Sam mengentak ujung sepatu, melepas sisa becek yang menempel di alasnya. Dia kemudian mengembus nafas panjang, mencoba membangun kepercayaan dirinya melalui karbon dioksida yang dikeluarkan. Agak tidak yakin akan bisa bersikap baik dengan seseorang yang hendak dia temui sebentar lagi. Isi kepalanya kadang-kadang masih menayangkan saat di mana perempuan bermata sipit yang sering sekali memamerkan lesung pipitnya, pergi empat tahun silam. Sebuah kehilangan yang membuat Sam jarang bersikap ramah pada lawan jenis.
Menembus rinai hujan, menghadiri makan malam yang tidak jelas---kencan buta menurut Kak Nir---dengan perempuan yang belum pernah dia temui bukanlah gaya Sam. Tapi Kak Nir memaksanya dengan kalimat promosi yang lebih menarik dari iklan rokok.
"Dokter gigi, sudah punya klinik sendiri, pintar masak, dan soal wajah, kamu enggak usah khawatir, dijamin cantik! Alami pokonya, tanpa polesan dempul, apalagi operasi plastik." Â Kak Nir mengeluarkan ponselnya, lantas menempatkan di depan wajah Sam, "Nih, benaran cantik, kan?"
Sam melihat sekilas dan kemudian kembali memandangi layar komputernya. Dia terlalu malas meski hanya sekadar melirik wajah dalam ponsel Kak Nir itu. Dalam hati dia sebenarnya tidak peduli dengan kriteria yang Kak Nir bilang. Sebab jauh di ceruknya, masih tersimpan nama dari masa lalu yang pernah meninggalkan bekas luka dan rasa bersalah yang hingga kini belum sepenuhnya sembuh.
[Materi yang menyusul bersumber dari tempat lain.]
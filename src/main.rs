use padstate::config::PadConfig;
use padstate::force_feedback::{Haptics, NullHaptics};
use padstate::input::{InputEvent, InputReader};
use padstate::{Button, ControllerState, MonotonicClock, SlotId};
use std::thread;
use std::time::Instant;

#[cfg(target_os = "linux")]
use padstate::force_feedback::{ForceFeedback, HapticWorker, RumbleDevice};

fn main() -> anyhow::Result<()> {
    env_logger::Builder::from_env(env_logger::Env::default().default_filter_or("info")).init();

    let config = PadConfig::load().unwrap_or_else(|| {
        let config = PadConfig::default();
        if let Err(e) = config.save() {
            log::warn!("Failed to write default config: {}", e);
        }
        config
    });

    let mut reader = InputReader::new()?;
    let slot = SlotId(config.slot);
    let haptics = open_haptics(&config, &reader, slot);
    let mut pad = ControllerState::new(slot, &reader, MonotonicClock::new(), haptics);

    let interval = config.tick_interval();
    log::info!("Polling {} every {:?}, hold Start + Select to quit", slot, interval);

    loop {
        let tick_start = Instant::now();

        for event in reader.poll() {
            match event {
                InputEvent::DeviceConnected { device } => {
                    log::info!("Connected: {} on {}", device.name, device.slot);
                }
                InputEvent::DeviceDisconnected { device_id } => {
                    log::info!("Disconnected: {}", device_id);
                }
            }
        }

        pad.update(&reader);

        if pad.button(Button::Start) && pad.button(Button::Select) {
            log::info!("Start + Select held, exiting");
            break;
        }

        if pad.jump_pressed() {
            let rumble = &config.jump_rumble;
            pad.vibrate(rumble.left, rumble.right, rumble.duration());
        }
        if pad.attack() {
            log::debug!("Attack held");
        }
        if pad.special_attack() {
            log::debug!("Special attack held (RT {:.2})", pad.right_trigger());
        }

        let aim = pad.aim();
        log::trace!("movement={:?} aim={:?}", pad.movement(), aim);

        if let Some(rest) = interval.checked_sub(tick_start.elapsed()) {
            thread::sleep(rest);
        }
    }

    pad.stop_vibration();
    Ok(())
}

#[cfg(target_os = "linux")]
fn open_haptics(config: &PadConfig, reader: &InputReader, slot: SlotId) -> Box<dyn Haptics> {
    let path = config
        .force_feedback_device
        .as_ref()
        .map(std::path::PathBuf::from)
        .or_else(|| reader.device_path(slot));

    match RumbleDevice::new(path.as_deref()) {
        Ok(device) if device.is_available() => match HapticWorker::spawn(device) {
            Ok(worker) => {
                log::info!("Force feedback initialized");
                return Box::new(worker);
            }
            Err(e) => log::error!("Failed to start haptic worker: {}", e),
        },
        Ok(_) => log::warn!("No rumble-capable device, vibration disabled"),
        Err(e) => log::warn!("Force feedback not available: {}", e),
    }

    Box::new(NullHaptics)
}

#[cfg(not(target_os = "linux"))]
fn open_haptics(_config: &PadConfig, _reader: &InputReader, _slot: SlotId) -> Box<dyn Haptics> {
    log::warn!("Rumble is only supported on Linux, vibration disabled");
    Box::new(NullHaptics)
}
Memasuki ruangan, mata Sam refleks menyoroti bagian dalam rumah makan berarsitektur klasik itu, mencari meja nomor tiga di antara remangnya pencahayaan.
Ketemu. Seorang perempuan bermata bulat, duduk di belakang meja dengan tumpukan air mineral kemasan gelas dan sebuah kotak tisu. Dia mengenakan tunik warna nude dengan makeuptipis, duduk sendirian sambil sesekali melirik jam tangan.
Sam yakin perempuan itulah yang Kak Nir maksud.
Lelaki itu kemudian mendekat lantas menyapa, "Hai," dengan agak kaku. Lalu, tanpa menunggu balasan dari perempuan di depannya dia melanjutkan, "menunggu seseorang?"
Perempuan itu tersenyum lalu mengangguk, mengulurkan tangan lantas berkata, "Saya Lisa."
Sam mengernyitkan kening, lantas menyimpulkan: oh, mungkin perempuan itu memakai nama belakang untuk mengenalkan diri. Maka Sam juga memutuskan untuk menggunakan nama belakangnya pada sesi perkenalan kali ini, "Arman."
Perempuan itu menautkan alis, kemudian tersenyum dan memberi isyarat mengerti.